START SUPPLIED RECORDS

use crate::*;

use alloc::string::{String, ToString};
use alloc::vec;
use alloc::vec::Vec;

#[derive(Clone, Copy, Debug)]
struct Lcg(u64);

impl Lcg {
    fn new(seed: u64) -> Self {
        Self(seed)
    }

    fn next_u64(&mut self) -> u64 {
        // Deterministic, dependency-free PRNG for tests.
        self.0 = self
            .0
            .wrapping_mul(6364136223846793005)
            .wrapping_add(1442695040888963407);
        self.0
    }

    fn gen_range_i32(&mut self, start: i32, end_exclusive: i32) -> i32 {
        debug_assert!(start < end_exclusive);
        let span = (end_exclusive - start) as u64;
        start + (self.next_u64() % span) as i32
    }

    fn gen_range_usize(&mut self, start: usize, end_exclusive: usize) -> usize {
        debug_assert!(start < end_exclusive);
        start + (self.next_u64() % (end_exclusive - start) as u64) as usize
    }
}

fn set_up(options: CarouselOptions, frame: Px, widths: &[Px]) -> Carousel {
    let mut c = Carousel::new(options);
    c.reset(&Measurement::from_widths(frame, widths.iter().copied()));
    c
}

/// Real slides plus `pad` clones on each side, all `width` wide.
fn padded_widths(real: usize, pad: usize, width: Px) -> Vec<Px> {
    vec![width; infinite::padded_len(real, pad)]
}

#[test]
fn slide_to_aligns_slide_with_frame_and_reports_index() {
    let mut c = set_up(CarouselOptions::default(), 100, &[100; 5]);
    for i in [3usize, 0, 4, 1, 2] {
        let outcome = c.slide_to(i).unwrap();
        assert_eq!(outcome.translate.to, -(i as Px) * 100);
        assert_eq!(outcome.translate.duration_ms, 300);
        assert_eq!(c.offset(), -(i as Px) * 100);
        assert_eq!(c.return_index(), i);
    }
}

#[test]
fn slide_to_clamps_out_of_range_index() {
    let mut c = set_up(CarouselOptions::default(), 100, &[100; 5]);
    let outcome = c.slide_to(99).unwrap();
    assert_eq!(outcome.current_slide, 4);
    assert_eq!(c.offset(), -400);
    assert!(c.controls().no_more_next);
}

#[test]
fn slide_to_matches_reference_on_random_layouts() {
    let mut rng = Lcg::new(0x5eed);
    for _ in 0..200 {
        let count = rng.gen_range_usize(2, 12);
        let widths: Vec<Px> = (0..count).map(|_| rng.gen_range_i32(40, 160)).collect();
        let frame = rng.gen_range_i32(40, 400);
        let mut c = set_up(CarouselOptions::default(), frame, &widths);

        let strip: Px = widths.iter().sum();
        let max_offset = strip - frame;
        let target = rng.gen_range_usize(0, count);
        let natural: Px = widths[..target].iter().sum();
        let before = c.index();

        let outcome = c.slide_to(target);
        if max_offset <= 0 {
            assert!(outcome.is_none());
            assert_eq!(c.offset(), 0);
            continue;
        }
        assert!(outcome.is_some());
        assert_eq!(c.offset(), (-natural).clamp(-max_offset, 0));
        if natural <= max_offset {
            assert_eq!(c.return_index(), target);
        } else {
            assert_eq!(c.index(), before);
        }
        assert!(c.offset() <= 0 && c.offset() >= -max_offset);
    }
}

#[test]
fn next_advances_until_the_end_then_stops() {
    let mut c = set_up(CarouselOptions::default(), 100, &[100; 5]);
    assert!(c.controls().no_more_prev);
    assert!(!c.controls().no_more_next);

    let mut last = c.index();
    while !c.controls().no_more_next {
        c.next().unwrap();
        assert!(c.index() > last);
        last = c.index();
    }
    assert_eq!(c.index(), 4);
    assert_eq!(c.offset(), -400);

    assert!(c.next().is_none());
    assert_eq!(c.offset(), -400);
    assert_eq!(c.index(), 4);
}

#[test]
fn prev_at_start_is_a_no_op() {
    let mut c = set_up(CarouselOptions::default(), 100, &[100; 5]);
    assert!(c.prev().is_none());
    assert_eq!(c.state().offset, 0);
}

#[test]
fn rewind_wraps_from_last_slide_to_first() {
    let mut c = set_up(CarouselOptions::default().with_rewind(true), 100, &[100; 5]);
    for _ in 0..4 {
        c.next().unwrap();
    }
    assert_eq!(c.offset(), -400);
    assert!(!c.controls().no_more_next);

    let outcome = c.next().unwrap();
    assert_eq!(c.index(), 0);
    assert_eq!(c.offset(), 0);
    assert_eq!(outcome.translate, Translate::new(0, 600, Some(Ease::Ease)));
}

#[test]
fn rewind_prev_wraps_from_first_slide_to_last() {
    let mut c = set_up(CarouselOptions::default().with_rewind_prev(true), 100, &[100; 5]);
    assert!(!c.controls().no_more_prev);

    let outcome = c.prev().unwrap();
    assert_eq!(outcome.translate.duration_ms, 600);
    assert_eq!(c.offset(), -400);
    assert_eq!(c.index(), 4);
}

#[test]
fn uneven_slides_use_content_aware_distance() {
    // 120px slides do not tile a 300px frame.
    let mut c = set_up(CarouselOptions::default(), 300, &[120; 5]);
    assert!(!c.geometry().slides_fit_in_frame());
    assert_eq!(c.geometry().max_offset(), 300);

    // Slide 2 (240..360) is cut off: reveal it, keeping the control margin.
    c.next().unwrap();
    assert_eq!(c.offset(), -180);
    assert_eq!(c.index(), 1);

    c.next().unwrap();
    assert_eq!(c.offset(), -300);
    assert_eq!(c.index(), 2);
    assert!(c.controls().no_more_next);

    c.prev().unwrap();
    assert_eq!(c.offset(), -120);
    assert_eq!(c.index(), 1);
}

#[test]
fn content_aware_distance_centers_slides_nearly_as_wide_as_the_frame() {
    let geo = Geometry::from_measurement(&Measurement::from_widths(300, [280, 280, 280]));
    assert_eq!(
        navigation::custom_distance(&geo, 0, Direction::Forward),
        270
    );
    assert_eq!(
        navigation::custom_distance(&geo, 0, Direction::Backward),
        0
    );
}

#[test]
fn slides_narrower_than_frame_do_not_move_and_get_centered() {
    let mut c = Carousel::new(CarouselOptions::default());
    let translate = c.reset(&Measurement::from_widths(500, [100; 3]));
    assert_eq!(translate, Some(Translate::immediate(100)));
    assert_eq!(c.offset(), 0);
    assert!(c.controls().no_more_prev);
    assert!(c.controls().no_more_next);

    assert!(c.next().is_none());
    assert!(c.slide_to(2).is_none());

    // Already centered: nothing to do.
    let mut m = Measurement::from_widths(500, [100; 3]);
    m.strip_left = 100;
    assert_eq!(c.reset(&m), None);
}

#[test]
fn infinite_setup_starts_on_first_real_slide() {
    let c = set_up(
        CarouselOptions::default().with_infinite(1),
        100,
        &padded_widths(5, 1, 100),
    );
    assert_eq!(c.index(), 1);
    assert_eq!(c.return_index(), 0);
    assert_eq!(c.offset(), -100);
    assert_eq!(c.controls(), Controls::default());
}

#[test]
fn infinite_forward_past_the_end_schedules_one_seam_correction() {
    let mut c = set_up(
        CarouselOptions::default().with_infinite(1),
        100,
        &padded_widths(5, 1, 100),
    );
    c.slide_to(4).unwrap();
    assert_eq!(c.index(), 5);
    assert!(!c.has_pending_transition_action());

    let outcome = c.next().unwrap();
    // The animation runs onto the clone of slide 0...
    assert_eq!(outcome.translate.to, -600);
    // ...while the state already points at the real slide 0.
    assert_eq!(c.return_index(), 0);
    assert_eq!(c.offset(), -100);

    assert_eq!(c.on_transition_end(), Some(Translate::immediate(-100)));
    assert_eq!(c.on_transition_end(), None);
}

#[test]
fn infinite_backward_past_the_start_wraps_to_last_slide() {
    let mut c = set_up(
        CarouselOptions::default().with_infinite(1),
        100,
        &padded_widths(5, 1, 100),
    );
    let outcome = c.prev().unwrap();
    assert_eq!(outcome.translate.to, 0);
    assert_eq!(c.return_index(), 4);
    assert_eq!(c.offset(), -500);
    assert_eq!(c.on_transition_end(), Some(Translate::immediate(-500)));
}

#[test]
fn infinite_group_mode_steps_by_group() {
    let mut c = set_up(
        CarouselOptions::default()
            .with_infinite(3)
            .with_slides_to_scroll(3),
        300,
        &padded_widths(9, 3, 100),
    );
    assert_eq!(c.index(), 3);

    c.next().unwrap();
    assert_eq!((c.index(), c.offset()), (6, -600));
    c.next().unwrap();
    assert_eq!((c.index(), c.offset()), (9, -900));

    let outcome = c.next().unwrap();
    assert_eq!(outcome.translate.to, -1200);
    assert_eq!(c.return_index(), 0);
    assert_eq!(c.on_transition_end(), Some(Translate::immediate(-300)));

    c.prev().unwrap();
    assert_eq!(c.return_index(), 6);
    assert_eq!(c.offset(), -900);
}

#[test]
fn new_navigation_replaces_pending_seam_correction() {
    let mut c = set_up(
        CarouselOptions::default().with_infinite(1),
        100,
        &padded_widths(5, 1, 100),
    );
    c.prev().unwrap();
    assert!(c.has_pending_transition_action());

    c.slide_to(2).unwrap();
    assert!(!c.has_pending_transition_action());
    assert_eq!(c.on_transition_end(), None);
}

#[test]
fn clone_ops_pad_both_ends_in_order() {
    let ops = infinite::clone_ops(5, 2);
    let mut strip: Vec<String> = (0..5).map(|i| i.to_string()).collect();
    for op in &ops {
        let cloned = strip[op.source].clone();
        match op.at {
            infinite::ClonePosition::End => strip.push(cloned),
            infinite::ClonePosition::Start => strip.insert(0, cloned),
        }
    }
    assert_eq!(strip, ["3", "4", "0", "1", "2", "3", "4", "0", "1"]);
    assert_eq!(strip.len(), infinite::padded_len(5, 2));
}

END SUPPLIED RECORDS

TASK OBJECTIVE:
I need every line of the data that has the word "String"; please list them.

TASK ANSWER:
use alloc::string::{String, ToString};
    let mut strip: Vec<String> = (0..5).map(|i| i.to_string()).collect();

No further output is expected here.